The next week was hard, as I had to prepare myself for surgery.  The surgery came and went and I quickly made my life return to normal.  The doctor wrote me off of work for four weeks, I went back in two.  I thought I could force myself back to normalcy.

But I couldn’t. As the days turned into weeks and the weeks turned into months, I found myself battling tears almost daily, I felt worthless, hopeless, some days I just felt like giving completely up.

And it wasn’t until I was meeting with a pastor for another situation that I was encouraged to seek counseling.  But how could the person giving help to people with mental health issues need help for her own mental health issues?

Something that I struggled with then, that I still sometimes struggle with now, is that I have to take care of myself first.  But I was so fearful of the stigma that comes with mental health that I was slowly killing myself mentally and emotionally.

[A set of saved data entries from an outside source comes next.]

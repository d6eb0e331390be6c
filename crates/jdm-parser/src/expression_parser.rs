//! Expression parser
//!
//! Parses string expressions into Expression AST nodes.
//!
//! Supported syntax:
//! - Path access: `customer.tier`, `items[0]`, `data["key"]`
//! - Literals: `42`, `3.14`, `"string"`, `'string'`, `true`, `false`, `null`,
//!   arrays `[1, 2]`, objects `{ tier: "gold" }`, intervals `[1..10)`
//! - Binary operators: `==`, `!=`, `<`, `<=`, `>`, `>=`, `+`, `-`, `*`, `/`, `%`, `^`,
//!   `and`/`&&`, `or`/`||`, `in`, `not in`
//! - Unary operators: `not`/`!`, `-`
//! - Ternary: `cond ? a : b`
//! - Function calls: `len(name)`, `round(total, 2)`
//! - `$` (node input) and `$context` (call context)

use crate::lexer::{tokenize, Spanned, Token};
use jdm_core::ast::{Expression, ExpressionKind, Operator, UnaryOperator};
use jdm_core::{ExpressionError, Value};

type Result<T> = std::result::Result<T, ExpressionError>;

/// Binding power used for the operand of `!` and unary `-`
const TIGHT_PREFIX_BP: u8 = 15;
/// Binding power used for the operand of `not`; covers comparisons
const NOT_PREFIX_BP: u8 = 5;

/// Expression parser
pub struct ExpressionParser {
    tokens: Vec<Spanned>,
    cursor: usize,
}

impl ExpressionParser {
    /// Parse an expression from a string
    pub fn parse(input: &str) -> Result<Expression> {
        Self::parse_at(input, 0)
    }

    /// Parse an expression whose text starts at byte `offset` of a larger
    /// source; reported positions are relative to that larger source.
    pub fn parse_at(input: &str, offset: usize) -> Result<Expression> {
        if input.trim().is_empty() {
            return Err(ExpressionError::new("Empty expression", offset));
        }

        let mut parser = Self {
            tokens: tokenize(input, offset)?,
            cursor: 0,
        };
        let expr = parser.parse_ternary()?;
        parser.expect_end()?;
        Ok(expr)
    }

    fn peek(&self) -> &Spanned {
        // tokenize always terminates with Eof, and the cursor never passes it
        &self.tokens[self.cursor.min(self.tokens.len() - 1)]
    }

    fn peek_token(&self) -> &Token {
        &self.peek().token
    }

    fn peek_nth(&self, n: usize) -> &Token {
        let idx = (self.cursor + n).min(self.tokens.len() - 1);
        &self.tokens[idx].token
    }

    fn advance(&mut self) -> Spanned {
        let current = self.peek().clone();
        if current.token != Token::Eof {
            self.cursor += 1;
        }
        current
    }

    fn expect(&mut self, expected: Token) -> Result<Spanned> {
        let next = self.peek();
        if next.token == expected {
            Ok(self.advance())
        } else {
            Err(unexpected(next, Some(&expected)))
        }
    }

    fn expect_end(&mut self) -> Result<()> {
        let next = self.peek();
        if next.token == Token::Eof {
            Ok(())
        } else {
            Err(unexpected(next, None))
        }
    }

    /// ternary := binary ('?' ternary ':' ternary)?
    fn parse_ternary(&mut self) -> Result<Expression> {
        let condition = self.parse_binary(0)?;

        if *self.peek_token() != Token::Question {
            return Ok(condition);
        }
        let position = self.advance().position;
        let true_expr = self.parse_ternary()?;
        self.expect(Token::Colon)?;
        let false_expr = self.parse_ternary()?;

        Ok(Expression::ternary(condition, true_expr, false_expr, position))
    }

    /// Precedence climbing over binary operators
    fn parse_binary(&mut self, min_bp: u8) -> Result<Expression> {
        let mut left = self.parse_prefix()?;

        while let Some((op, width)) = self.infix_operator() {
            let (left_bp, right_bp) = binding_power(op);
            if left_bp < min_bp {
                break;
            }

            let position = self.peek().position;
            for _ in 0..width {
                self.advance();
            }
            let right = self.parse_binary(right_bp)?;
            left = Expression::binary(left, op, right, position);
        }

        Ok(left)
    }

    /// The operator at the cursor, and how many tokens it spans
    fn infix_operator(&self) -> Option<(Operator, usize)> {
        let op = match self.peek_token() {
            Token::EqEq => Operator::Eq,
            Token::NotEq => Operator::Ne,
            Token::Lt => Operator::Lt,
            Token::Le => Operator::Le,
            Token::Gt => Operator::Gt,
            Token::Ge => Operator::Ge,
            Token::Plus => Operator::Add,
            Token::Minus => Operator::Sub,
            Token::Star => Operator::Mul,
            Token::Slash => Operator::Div,
            Token::Percent => Operator::Mod,
            Token::Caret => Operator::Pow,
            Token::AndAnd => Operator::And,
            Token::OrOr => Operator::Or,
            Token::Ident(word) => match word.as_str() {
                "and" => Operator::And,
                "or" => Operator::Or,
                "in" => Operator::In,
                "not" if matches!(self.peek_nth(1), Token::Ident(next) if next == "in") => {
                    return Some((Operator::NotIn, 2))
                }
                _ => return None,
            },
            _ => return None,
        };
        Some((op, 1))
    }

    fn parse_prefix(&mut self) -> Result<Expression> {
        let operand_bp = match self.peek_token() {
            Token::Bang | Token::Minus => TIGHT_PREFIX_BP,
            Token::Ident(word) if word == "not" => NOT_PREFIX_BP,
            _ => return self.parse_postfix(),
        };

        let start = self.advance();
        let op = match start.token {
            Token::Minus => UnaryOperator::Negate,
            _ => UnaryOperator::Not,
        };
        let operand = self.parse_binary(operand_bp)?;

        // Fold negative number literals
        if op == UnaryOperator::Negate {
            if let ExpressionKind::Literal(Value::Number(n)) = operand.kind {
                return Ok(Expression::literal(Value::Number(-n), start.position));
            }
        }
        Ok(Expression::unary(op, operand, start.position))
    }

    /// primary followed by any number of `.name`, `[index]`
    fn parse_postfix(&mut self) -> Result<Expression> {
        let mut expr = self.parse_primary()?;

        loop {
            match self.peek_token() {
                Token::Dot => {
                    let dot = self.advance();
                    let name = self.advance();
                    match name.token {
                        Token::Ident(property) => {
                            expr = Expression::member(expr, property, dot.position);
                        }
                        _ => return Err(unexpected(&name, None)),
                    }
                }
                Token::LBracket => {
                    let open = self.advance();
                    let index = self.parse_ternary()?;
                    self.expect(Token::RBracket)?;
                    expr = Expression::index(expr, index, open.position);
                }
                _ => break,
            }
        }

        Ok(expr)
    }

    fn parse_primary(&mut self) -> Result<Expression> {
        let start = self.advance();
        let position = start.position;

        match start.token {
            Token::Number(n) => Ok(Expression::literal(Value::Number(n), position)),
            Token::Str(s) => Ok(Expression::literal(Value::String(s), position)),
            Token::Dollar(name) => match name.as_str() {
                "" => Ok(Expression::input(position)),
                "context" => Ok(Expression::new(ExpressionKind::Context, position)),
                other => Err(ExpressionError::new(
                    format!("Unknown variable '${}'", other),
                    position,
                )),
            },
            Token::Ident(name) => match name.as_str() {
                "true" => Ok(Expression::literal(Value::Bool(true), position)),
                "false" => Ok(Expression::literal(Value::Bool(false), position)),
                "null" => Ok(Expression::literal(Value::Null, position)),
                "and" | "or" | "in" | "not" => Err(ExpressionError::new(
                    format!("Unexpected keyword '{}'", name),
                    position,
                )),
                _ if *self.peek_token() == Token::LParen => {
                    self.advance();
                    let args = self.parse_list(Token::RParen)?;
                    Ok(Expression::function_call(name, args, position))
                }
                _ => Ok(Expression::identifier(name, position)),
            },
            Token::LParen => {
                let inner = self.parse_ternary()?;
                if *self.peek_token() == Token::DotDot {
                    return self.parse_interval(inner, false, position);
                }
                self.expect(Token::RParen)?;
                Ok(inner)
            }
            Token::LBracket => {
                if *self.peek_token() == Token::RBracket {
                    self.advance();
                    return Ok(Expression::new(ExpressionKind::Array(Vec::new()), position));
                }
                let first = self.parse_ternary()?;
                if *self.peek_token() == Token::DotDot {
                    return self.parse_interval(first, true, position);
                }
                let mut items = vec![first];
                if *self.peek_token() == Token::Comma {
                    self.advance();
                    items.extend(self.parse_list(Token::RBracket)?);
                } else {
                    self.expect(Token::RBracket)?;
                }
                Ok(Expression::new(ExpressionKind::Array(items), position))
            }
            Token::LBrace => self.parse_object(position),
            _ => Err(unexpected(&start, None)),
        }
    }

    /// Comma-separated expressions up to `close`; trailing comma allowed
    fn parse_list(&mut self, close: Token) -> Result<Vec<Expression>> {
        let mut items = Vec::new();
        loop {
            if *self.peek_token() == close {
                self.advance();
                return Ok(items);
            }
            items.push(self.parse_ternary()?);
            match self.peek_token() {
                Token::Comma => {
                    self.advance();
                }
                t if *t == close => {}
                _ => return Err(unexpected(self.peek(), Some(&close))),
            }
        }
    }

    /// After `start ..`: parse the end bound and the closing bracket
    fn parse_interval(
        &mut self,
        start: Expression,
        start_inclusive: bool,
        position: usize,
    ) -> Result<Expression> {
        self.expect(Token::DotDot)?;
        let end = self.parse_ternary()?;
        let close = self.advance();
        let end_inclusive = match close.token {
            Token::RBracket => true,
            Token::RParen => false,
            _ => return Err(unexpected(&close, Some(&Token::RBracket))),
        };

        Ok(Expression::new(
            ExpressionKind::Interval {
                start: Box::new(start),
                end: Box::new(end),
                start_inclusive,
                end_inclusive,
            },
            position,
        ))
    }

    fn parse_object(&mut self, position: usize) -> Result<Expression> {
        let mut entries = Vec::new();
        loop {
            let key = self.advance();
            let name = match key.token {
                Token::RBrace => break,
                Token::Ident(name) | Token::Str(name) => name,
                _ => return Err(unexpected(&key, None)),
            };
            self.expect(Token::Colon)?;
            entries.push((name, self.parse_ternary()?));

            match self.peek_token() {
                Token::Comma => {
                    self.advance();
                }
                Token::RBrace => {}
                _ => return Err(unexpected(self.peek(), Some(&Token::RBrace))),
            }
        }
        Ok(Expression::new(ExpressionKind::Object(entries), position))
    }
}

/// (left, right) binding powers; higher binds tighter
fn binding_power(op: Operator) -> (u8, u8) {
    match op {
        Operator::Or => (1, 2),
        Operator::And => (3, 4),
        Operator::Eq | Operator::Ne => (5, 6),
        Operator::Lt | Operator::Le | Operator::Gt | Operator::Ge | Operator::In | Operator::NotIn => {
            (7, 8)
        }
        Operator::Add | Operator::Sub => (9, 10),
        Operator::Mul | Operator::Div | Operator::Mod => (11, 12),
        // right associative
        Operator::Pow => (14, 13),
    }
}

fn unexpected(found: &Spanned, expected: Option<&Token>) -> ExpressionError {
    let message = match (&found.token, expected) {
        (Token::Eof, Some(expected)) => {
            format!("Unexpected end of expression, expected {}", expected.describe())
        }
        (Token::Eof, None) => "Unexpected end of expression".to_string(),
        (token, Some(expected)) => format!(
            "Unexpected token {}, expected {}",
            token.describe(),
            expected.describe()
        ),
        (token, None) => format!("Unexpected token {}", token.describe()),
    };
    ExpressionError::new(message, found.position)
}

All too often, it seems that mental health is the forbidden topic, especially in the black community.  We feel that if we don’t talk about then just maybe it doesn’t seem to exist. And even if we do talk about it, it’s just a temporary situation and “eventually” it will go away. And for some it will, but for many others it won’t and it will take things like counseling/therapy, medication, but most importantly acceptance of your issue along with the support of family and friends for things to get better.

It took a long time to realize that my mental health matters.  I had to realize I can’t others if I can’t help myself.  Recognize that your mental health matters.  Don’t let stigma and fear keep you from being the best you you’re supposed to be.  Your mental health matters, too.